Saved data entries:

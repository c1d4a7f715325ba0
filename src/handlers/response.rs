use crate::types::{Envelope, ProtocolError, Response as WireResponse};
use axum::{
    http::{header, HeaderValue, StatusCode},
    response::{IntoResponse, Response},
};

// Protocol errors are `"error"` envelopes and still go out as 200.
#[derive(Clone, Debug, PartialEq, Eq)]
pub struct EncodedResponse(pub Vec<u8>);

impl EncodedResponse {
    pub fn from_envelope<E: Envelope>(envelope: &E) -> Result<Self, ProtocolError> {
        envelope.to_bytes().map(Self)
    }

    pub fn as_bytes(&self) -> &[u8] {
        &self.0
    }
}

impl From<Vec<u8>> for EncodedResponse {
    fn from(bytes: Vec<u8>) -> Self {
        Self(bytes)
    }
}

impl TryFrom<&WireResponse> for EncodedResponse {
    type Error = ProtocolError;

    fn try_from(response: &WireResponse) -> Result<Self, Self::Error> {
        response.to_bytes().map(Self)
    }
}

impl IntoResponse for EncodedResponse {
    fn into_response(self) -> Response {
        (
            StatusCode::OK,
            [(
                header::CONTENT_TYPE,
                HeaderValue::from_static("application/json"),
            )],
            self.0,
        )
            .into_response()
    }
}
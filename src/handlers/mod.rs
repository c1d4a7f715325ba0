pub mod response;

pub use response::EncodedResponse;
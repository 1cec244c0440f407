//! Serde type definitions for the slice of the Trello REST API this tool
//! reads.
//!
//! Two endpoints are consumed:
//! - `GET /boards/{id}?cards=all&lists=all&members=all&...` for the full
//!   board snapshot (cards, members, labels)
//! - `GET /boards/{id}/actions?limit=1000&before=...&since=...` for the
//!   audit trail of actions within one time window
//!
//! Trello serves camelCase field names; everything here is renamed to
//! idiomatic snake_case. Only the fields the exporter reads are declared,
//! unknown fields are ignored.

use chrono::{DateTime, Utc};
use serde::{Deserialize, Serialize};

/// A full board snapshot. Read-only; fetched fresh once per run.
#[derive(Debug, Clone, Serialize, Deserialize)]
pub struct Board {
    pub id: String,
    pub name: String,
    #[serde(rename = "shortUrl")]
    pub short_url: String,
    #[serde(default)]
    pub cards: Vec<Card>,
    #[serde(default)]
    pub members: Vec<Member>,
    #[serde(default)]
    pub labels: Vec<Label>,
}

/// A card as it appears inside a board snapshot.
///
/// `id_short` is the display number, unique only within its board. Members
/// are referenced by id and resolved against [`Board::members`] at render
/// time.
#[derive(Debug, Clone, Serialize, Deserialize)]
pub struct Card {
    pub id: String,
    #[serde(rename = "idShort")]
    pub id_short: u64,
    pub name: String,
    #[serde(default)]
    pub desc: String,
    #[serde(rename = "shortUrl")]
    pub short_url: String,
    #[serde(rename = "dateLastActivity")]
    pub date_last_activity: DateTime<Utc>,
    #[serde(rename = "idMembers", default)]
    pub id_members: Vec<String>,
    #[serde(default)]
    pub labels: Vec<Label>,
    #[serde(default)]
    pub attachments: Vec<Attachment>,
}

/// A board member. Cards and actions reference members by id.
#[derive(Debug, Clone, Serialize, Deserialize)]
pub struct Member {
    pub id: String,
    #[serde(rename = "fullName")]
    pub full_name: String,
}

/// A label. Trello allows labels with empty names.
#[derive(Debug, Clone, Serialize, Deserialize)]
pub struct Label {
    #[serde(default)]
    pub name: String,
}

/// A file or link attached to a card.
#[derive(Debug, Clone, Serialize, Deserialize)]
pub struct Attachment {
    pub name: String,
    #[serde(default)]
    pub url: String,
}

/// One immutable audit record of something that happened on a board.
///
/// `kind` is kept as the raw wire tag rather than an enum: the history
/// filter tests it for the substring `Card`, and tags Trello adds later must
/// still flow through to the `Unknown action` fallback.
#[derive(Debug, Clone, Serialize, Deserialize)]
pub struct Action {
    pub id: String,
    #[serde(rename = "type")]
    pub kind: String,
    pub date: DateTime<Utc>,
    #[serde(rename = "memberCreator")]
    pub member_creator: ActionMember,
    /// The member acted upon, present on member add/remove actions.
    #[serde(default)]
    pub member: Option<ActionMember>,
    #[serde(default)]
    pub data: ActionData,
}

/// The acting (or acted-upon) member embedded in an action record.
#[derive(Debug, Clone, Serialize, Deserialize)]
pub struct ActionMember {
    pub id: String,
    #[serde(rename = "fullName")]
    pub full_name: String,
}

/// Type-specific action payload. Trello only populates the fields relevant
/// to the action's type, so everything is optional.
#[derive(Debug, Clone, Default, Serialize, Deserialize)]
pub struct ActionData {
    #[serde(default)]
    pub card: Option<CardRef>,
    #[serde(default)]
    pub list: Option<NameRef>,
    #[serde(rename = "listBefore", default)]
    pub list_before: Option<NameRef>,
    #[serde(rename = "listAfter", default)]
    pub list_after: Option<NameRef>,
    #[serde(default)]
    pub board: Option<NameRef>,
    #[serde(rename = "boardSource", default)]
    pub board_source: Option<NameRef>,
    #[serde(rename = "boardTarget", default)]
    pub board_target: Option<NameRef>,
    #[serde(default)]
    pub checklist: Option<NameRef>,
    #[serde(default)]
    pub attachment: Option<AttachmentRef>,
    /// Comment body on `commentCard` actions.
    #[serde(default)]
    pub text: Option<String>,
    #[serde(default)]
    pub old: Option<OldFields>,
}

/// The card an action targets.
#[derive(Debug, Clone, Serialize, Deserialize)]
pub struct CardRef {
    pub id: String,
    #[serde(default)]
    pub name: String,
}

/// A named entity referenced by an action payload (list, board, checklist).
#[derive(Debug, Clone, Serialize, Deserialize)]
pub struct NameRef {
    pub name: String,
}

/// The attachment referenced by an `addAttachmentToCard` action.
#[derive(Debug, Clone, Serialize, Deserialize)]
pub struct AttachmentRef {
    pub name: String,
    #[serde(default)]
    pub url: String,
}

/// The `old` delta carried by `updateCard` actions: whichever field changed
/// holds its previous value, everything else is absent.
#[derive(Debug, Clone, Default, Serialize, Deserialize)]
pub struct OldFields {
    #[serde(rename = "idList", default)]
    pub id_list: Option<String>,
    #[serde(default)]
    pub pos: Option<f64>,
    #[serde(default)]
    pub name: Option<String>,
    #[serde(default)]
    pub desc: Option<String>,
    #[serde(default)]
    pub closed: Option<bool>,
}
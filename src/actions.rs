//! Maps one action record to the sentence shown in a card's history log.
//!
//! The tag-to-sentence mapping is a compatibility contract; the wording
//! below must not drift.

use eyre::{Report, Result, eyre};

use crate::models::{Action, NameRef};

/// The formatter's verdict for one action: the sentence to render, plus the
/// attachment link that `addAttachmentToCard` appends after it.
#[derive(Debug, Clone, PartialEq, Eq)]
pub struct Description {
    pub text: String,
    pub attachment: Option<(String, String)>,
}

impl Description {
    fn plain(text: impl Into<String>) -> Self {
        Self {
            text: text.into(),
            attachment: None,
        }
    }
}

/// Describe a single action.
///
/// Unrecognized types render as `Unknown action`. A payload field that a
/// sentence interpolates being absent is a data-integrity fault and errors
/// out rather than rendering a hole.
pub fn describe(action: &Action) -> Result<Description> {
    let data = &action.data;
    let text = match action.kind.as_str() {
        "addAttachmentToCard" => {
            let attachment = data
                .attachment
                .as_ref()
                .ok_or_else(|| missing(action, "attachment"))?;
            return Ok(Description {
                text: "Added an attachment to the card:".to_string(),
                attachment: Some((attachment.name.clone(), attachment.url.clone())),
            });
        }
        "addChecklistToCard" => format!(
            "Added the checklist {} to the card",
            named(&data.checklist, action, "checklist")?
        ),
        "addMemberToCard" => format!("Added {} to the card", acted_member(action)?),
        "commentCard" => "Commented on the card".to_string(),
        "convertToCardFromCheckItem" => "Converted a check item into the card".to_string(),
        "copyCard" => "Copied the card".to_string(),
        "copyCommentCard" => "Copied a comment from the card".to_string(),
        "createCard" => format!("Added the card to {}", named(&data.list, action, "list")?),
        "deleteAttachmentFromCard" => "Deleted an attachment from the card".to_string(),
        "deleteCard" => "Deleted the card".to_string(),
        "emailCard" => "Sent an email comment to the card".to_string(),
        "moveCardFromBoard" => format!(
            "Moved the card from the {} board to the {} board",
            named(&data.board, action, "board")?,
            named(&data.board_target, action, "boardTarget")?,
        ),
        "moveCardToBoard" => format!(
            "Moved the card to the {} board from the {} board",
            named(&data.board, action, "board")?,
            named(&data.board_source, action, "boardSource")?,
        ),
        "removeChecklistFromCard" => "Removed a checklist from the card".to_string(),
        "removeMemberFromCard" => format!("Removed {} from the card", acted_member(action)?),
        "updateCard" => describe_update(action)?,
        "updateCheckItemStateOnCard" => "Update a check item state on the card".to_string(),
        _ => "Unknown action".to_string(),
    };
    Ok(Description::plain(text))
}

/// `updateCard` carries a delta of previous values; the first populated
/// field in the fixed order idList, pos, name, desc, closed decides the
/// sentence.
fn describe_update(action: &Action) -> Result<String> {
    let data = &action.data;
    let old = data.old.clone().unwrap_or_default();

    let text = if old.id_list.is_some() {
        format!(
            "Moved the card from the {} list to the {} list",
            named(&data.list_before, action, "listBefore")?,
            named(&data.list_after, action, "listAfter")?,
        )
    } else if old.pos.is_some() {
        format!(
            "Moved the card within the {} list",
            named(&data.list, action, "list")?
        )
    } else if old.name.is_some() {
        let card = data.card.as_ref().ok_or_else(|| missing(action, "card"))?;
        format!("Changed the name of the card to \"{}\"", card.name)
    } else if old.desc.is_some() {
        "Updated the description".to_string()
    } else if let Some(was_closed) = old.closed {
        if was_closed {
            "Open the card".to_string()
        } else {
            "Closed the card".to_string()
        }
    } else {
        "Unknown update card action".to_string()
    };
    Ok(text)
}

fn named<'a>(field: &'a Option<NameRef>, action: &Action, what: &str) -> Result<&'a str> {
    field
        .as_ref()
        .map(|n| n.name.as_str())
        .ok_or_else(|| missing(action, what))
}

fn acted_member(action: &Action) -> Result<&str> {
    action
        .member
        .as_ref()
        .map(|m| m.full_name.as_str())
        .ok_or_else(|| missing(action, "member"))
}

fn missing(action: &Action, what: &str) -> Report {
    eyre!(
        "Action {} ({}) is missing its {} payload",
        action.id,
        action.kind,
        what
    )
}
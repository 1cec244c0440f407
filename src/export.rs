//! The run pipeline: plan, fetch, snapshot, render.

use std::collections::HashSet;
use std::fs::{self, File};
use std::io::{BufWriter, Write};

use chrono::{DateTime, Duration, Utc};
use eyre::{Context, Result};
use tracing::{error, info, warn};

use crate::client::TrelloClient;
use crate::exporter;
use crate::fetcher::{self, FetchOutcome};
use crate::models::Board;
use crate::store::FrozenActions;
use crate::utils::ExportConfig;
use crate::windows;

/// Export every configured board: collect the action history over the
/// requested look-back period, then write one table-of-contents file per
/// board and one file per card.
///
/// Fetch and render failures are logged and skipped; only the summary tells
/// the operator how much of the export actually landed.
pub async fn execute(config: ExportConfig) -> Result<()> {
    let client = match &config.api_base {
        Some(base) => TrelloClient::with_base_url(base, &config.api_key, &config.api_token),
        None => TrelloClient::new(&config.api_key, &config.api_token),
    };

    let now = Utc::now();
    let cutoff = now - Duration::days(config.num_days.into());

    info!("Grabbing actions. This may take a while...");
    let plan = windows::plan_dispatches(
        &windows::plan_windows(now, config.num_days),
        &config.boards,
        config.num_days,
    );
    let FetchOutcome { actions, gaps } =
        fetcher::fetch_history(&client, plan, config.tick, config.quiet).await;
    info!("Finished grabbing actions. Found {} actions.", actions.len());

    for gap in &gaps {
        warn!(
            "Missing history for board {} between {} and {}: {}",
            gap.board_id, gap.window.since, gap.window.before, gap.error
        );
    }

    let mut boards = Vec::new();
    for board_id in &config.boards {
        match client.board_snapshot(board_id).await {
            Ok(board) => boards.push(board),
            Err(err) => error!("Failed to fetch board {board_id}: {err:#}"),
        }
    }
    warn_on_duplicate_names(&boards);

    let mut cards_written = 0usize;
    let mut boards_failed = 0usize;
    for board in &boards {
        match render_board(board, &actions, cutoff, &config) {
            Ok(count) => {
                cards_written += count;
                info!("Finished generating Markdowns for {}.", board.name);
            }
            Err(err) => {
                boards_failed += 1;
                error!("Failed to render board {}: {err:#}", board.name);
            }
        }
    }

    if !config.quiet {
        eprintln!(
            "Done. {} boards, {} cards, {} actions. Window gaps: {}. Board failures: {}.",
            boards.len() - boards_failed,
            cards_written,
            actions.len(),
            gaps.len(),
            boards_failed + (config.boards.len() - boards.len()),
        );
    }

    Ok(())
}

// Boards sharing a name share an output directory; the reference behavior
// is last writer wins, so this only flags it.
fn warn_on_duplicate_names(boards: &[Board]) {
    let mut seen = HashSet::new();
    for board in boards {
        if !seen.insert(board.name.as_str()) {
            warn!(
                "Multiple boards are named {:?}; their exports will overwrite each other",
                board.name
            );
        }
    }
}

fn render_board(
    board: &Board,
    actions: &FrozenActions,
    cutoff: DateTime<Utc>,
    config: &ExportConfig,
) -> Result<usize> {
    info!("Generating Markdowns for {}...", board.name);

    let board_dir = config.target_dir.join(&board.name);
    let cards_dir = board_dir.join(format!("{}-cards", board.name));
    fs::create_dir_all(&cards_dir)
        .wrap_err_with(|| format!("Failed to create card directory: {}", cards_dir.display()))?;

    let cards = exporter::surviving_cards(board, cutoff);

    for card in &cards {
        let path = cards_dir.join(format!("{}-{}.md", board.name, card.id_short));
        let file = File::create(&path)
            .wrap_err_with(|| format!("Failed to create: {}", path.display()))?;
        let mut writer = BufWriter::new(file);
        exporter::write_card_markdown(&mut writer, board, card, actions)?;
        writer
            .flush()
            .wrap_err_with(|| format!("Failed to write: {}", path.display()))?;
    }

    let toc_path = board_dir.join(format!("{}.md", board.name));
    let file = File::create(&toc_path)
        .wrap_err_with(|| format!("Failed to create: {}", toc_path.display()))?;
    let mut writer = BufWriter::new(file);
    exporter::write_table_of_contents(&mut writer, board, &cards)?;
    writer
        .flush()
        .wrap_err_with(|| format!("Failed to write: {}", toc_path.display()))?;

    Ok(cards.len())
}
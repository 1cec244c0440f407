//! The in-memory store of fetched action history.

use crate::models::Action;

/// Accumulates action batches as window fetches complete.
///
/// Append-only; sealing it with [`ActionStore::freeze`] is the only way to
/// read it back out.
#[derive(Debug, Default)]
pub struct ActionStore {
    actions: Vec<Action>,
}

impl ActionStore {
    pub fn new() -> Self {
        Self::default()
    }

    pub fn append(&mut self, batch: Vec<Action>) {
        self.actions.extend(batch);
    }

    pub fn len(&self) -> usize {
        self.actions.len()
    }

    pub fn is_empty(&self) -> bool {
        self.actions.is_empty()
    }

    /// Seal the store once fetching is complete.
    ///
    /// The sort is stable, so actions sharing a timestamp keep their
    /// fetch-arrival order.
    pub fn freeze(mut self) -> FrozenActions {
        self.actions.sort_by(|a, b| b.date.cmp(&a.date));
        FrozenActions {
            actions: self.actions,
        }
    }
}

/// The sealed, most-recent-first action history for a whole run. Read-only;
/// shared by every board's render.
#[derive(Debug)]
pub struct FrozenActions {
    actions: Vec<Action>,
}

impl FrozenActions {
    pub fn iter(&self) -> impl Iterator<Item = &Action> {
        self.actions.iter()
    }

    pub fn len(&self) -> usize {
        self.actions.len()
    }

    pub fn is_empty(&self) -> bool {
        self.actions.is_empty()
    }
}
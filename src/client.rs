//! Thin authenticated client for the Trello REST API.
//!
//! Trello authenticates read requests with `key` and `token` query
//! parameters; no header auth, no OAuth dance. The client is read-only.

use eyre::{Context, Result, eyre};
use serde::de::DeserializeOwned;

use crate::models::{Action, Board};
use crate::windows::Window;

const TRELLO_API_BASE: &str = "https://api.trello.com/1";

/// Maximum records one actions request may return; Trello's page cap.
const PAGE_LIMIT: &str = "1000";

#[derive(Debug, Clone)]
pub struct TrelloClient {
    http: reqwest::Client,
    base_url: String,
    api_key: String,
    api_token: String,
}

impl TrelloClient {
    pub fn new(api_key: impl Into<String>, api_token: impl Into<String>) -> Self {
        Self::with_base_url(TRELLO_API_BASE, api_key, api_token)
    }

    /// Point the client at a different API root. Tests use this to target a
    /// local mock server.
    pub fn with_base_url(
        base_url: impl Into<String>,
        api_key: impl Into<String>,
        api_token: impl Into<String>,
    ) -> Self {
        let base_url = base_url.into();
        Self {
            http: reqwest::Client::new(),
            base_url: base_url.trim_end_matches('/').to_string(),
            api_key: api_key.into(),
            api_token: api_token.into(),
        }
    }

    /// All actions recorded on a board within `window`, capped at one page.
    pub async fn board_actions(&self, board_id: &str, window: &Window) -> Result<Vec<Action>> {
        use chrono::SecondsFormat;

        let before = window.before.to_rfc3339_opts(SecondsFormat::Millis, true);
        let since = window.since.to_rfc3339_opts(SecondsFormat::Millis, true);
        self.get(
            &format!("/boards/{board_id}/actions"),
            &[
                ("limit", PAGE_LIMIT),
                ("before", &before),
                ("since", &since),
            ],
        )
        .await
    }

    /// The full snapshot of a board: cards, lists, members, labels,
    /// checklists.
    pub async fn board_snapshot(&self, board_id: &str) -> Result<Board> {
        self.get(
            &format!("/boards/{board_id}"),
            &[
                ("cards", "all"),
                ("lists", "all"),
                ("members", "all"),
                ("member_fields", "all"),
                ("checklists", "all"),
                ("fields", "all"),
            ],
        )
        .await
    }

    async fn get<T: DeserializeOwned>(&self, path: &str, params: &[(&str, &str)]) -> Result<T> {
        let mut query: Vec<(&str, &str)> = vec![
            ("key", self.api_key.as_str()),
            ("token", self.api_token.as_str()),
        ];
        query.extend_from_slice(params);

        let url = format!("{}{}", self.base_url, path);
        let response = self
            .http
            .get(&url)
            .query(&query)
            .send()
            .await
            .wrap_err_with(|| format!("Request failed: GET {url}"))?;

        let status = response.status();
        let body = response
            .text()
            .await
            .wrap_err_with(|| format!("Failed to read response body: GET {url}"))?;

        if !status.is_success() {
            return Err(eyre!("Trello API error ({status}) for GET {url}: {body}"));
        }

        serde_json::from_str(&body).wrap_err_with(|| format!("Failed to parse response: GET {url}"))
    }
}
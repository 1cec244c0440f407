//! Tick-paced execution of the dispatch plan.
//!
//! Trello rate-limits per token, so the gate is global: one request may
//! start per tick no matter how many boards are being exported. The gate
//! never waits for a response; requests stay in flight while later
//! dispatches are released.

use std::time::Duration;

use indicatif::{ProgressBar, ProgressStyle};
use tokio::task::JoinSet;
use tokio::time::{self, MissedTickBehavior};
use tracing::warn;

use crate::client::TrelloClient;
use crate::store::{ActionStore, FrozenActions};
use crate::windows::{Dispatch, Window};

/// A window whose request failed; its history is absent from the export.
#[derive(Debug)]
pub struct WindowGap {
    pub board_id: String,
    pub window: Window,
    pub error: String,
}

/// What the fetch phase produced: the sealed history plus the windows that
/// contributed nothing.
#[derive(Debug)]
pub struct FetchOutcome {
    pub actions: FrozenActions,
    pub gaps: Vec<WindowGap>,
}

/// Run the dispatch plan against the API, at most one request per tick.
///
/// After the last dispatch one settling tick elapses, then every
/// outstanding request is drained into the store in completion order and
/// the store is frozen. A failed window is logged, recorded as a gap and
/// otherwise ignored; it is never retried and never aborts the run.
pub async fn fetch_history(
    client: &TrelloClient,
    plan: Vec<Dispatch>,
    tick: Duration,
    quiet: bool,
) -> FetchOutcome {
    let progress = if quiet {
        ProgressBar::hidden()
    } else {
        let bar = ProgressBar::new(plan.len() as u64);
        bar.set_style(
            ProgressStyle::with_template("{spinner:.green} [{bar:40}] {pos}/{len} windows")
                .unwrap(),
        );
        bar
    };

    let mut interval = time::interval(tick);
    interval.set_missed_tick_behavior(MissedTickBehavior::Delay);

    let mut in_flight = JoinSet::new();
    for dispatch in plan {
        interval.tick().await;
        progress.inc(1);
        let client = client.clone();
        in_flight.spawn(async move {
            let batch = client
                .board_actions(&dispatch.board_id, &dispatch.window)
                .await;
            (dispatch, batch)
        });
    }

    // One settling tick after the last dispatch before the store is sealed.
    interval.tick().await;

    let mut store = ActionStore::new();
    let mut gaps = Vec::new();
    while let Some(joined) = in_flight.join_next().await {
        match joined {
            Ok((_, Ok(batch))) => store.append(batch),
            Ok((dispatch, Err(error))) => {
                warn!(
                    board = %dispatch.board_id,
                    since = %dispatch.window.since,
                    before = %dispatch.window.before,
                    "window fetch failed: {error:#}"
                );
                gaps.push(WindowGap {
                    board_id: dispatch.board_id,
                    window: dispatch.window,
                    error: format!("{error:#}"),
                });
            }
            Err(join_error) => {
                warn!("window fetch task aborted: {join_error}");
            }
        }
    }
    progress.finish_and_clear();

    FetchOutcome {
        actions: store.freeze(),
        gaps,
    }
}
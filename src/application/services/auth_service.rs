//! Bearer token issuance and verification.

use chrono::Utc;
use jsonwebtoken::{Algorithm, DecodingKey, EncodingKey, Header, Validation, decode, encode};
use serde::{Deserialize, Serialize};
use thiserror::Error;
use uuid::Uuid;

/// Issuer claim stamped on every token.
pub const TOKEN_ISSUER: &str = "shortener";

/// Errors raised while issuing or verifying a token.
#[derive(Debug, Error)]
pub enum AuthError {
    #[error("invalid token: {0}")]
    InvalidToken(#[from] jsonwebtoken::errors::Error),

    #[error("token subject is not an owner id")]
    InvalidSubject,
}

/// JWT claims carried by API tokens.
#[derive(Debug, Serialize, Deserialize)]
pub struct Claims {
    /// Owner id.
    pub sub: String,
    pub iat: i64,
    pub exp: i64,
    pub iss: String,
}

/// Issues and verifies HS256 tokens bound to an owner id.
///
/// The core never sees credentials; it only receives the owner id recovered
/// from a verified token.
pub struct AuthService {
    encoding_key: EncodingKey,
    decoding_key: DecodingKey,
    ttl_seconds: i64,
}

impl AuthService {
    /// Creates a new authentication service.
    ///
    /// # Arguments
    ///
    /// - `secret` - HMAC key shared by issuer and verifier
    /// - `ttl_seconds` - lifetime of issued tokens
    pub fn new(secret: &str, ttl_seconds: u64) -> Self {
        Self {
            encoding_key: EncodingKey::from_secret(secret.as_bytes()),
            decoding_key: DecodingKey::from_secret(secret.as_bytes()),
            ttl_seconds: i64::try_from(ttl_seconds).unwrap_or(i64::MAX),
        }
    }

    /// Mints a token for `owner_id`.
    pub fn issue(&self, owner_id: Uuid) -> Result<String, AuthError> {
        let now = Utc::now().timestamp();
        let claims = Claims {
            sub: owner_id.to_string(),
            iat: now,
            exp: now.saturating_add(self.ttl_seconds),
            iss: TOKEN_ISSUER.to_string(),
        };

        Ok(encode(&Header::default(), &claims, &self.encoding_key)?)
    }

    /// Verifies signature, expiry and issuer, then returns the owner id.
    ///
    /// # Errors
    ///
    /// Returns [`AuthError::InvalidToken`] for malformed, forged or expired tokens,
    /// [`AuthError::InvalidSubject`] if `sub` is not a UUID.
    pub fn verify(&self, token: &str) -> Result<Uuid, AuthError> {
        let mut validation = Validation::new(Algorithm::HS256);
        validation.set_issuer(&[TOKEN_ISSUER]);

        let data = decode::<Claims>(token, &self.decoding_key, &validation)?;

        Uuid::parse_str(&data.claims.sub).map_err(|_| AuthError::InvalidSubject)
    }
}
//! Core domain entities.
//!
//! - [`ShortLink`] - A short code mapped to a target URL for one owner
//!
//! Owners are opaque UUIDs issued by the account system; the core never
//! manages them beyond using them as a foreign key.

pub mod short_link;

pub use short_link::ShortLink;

Task statement: Using the data above, extract exactly the lines from the one that holds "use thiserror::Error;" to the one that holds "Mints a token", both ends included, and no others.

Exercise response:
use thiserror::Error;
use uuid::Uuid;

/// Issuer claim stamped on every token.
pub const TOKEN_ISSUER: &str = "shortener";

/// Errors raised while issuing or verifying a token.
#[derive(Debug, Error)]
pub enum AuthError {
    #[error("invalid token: {0}")]
    InvalidToken(#[from] jsonwebtoken::errors::Error),

    #[error("token subject is not an owner id")]
    InvalidSubject,
}

/// JWT claims carried by API tokens.
#[derive(Debug, Serialize, Deserialize)]
pub struct Claims {
    /// Owner id.
    pub sub: String,
    pub iat: i64,
    pub exp: i64,
    pub iss: String,
}

/// Issues and verifies HS256 tokens bound to an owner id.
///
/// The core never sees credentials; it only receives the owner id recovered
/// from a verified token.
pub struct AuthService {
    encoding_key: EncodingKey,
    decoding_key: DecodingKey,
    ttl_seconds: i64,
}

impl AuthService {
    /// Creates a new authentication service.
    ///
    /// # Arguments
    ///
    /// - `secret` - HMAC key shared by issuer and verifier
    /// - `ttl_seconds` - lifetime of issued tokens
    pub fn new(secret: &str, ttl_seconds: u64) -> Self {
        Self {
            encoding_key: EncodingKey::from_secret(secret.as_bytes()),
            decoding_key: DecodingKey::from_secret(secret.as_bytes()),
            ttl_seconds: i64::try_from(ttl_seconds).unwrap_or(i64::MAX),
        }
    }

    /// Mints a token for `owner_id`.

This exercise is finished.